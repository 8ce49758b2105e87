//! GitHub releases fetcher.

use async_trait::async_trait;
use chrono::{DateTime, Utc};
use reqwest::{Client, RequestBuilder};
use serde::{Deserialize, Serialize};
use tracing::debug;

use super::{FetchError, ReleaseFetcher};
use crate::domain::{ReleaseSnapshot, TrackedItem};

pub const GITHUB_API: &str = "https://api.github.com";

/// Used when neither the latest release nor the release list carries notes.
const CHANGELOG_NOT_AVAILABLE: &str = "Changelog not available";

#[derive(Debug, Clone, Serialize, Deserialize)]
pub struct GithubConfig {
    #[serde(default = "default_api_base")]
    pub api_base: String,
    /// Personal access token; raises the API rate limit.
    pub token: Option<String>,
}

fn default_api_base() -> String {
    GITHUB_API.to_string()
}

impl Default for GithubConfig {
    fn default() -> Self {
        Self {
            api_base: default_api_base(),
            token: None,
        }
    }
}

#[derive(Debug, Deserialize)]
struct GithubRelease {
    tag_name: String,
    html_url: String,
    published_at: Option<DateTime<Utc>>,
    body: Option<String>,
}

pub struct GithubFetcher {
    config: GithubConfig,
    client: Client,
}

impl GithubFetcher {
    pub fn new(config: GithubConfig, client: Client) -> Self {
        Self { config, client }
    }

    fn get(&self, path: &str) -> RequestBuilder {
        let url = format!("{}{}", self.config.api_base.trim_end_matches('/'), path);
        let request = self
            .client
            .get(url)
            .header(reqwest::header::ACCEPT, "application/vnd.github+json");
        match self.config.token.as_deref().filter(|t| !t.is_empty()) {
            Some(token) => request.bearer_auth(token),
            None => request,
        }
    }

    /// Body of the most recent entry of the release list, if any.
    async fn first_listed_body(&self, repo: &str) -> Result<Option<String>, FetchError> {
        let releases: Vec<GithubRelease> = self
            .get(&format!("/repos/{repo}/releases?per_page=1"))
            .send()
            .await?
            .error_for_status()?
            .json()
            .await?;
        Ok(releases.into_iter().next().and_then(|r| non_empty(r.body)))
    }
}

fn non_empty(text: Option<String>) -> Option<String> {
    text.filter(|t| !t.trim().is_empty())
}

#[async_trait]
impl ReleaseFetcher for GithubFetcher {
    async fn fetch_latest(&self, item: &TrackedItem) -> Result<ReleaseSnapshot, FetchError> {
        let repo = &item.identifier;
        let release: GithubRelease = self
            .get(&format!("/repos/{repo}/releases/latest"))
            .send()
            .await?
            .error_for_status()?
            .json()
            .await?;

        let changelog = match non_empty(release.body) {
            Some(body) => body,
            None => self
                .first_listed_body(repo)
                .await
                .unwrap_or_else(|e| {
                    debug!(repo = %repo, error = %e, "Release list lookup failed");
                    None
                })
                .unwrap_or_else(|| CHANGELOG_NOT_AVAILABLE.to_string()),
        };

        debug!(repo = %repo, tag = %release.tag_name, "Fetched latest release");

        let mut snapshot = ReleaseSnapshot::new(item.clone(), release.tag_name, release.html_url)
            .with_changelog(changelog);
        if let Some(published_at) = release.published_at {
            snapshot = snapshot.with_published_at(published_at);
        }
        Ok(snapshot)
    }
}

# # # #

> **What you are asked to do**:
Give back exactly the lines from the one containing "#[async_trait]" to the end of the material, both ends included.

> **Solution for this exercise**:
#[async_trait]
impl ReleaseFetcher for GithubFetcher {
    async fn fetch_latest(&self, item: &TrackedItem) -> Result<ReleaseSnapshot, FetchError> {
        let repo = &item.identifier;
        let release: GithubRelease = self
            .get(&format!("/repos/{repo}/releases/latest"))
            .send()
            .await?
            .error_for_status()?
            .json()
            .await?;

        let changelog = match non_empty(release.body) {
            Some(body) => body,
            None => self
                .first_listed_body(repo)
                .await
                .unwrap_or_else(|e| {
                    debug!(repo = %repo, error = %e, "Release list lookup failed");
                    None
                })
                .unwrap_or_else(|| CHANGELOG_NOT_AVAILABLE.to_string()),
        };

        debug!(repo = %repo, tag = %release.tag_name, "Fetched latest release");

        let mut snapshot = ReleaseSnapshot::new(item.clone(), release.tag_name, release.html_url)
            .with_changelog(changelog);
        if let Some(published_at) = release.published_at {
            snapshot = snapshot.with_published_at(published_at);
        }
        Ok(snapshot)
    }
}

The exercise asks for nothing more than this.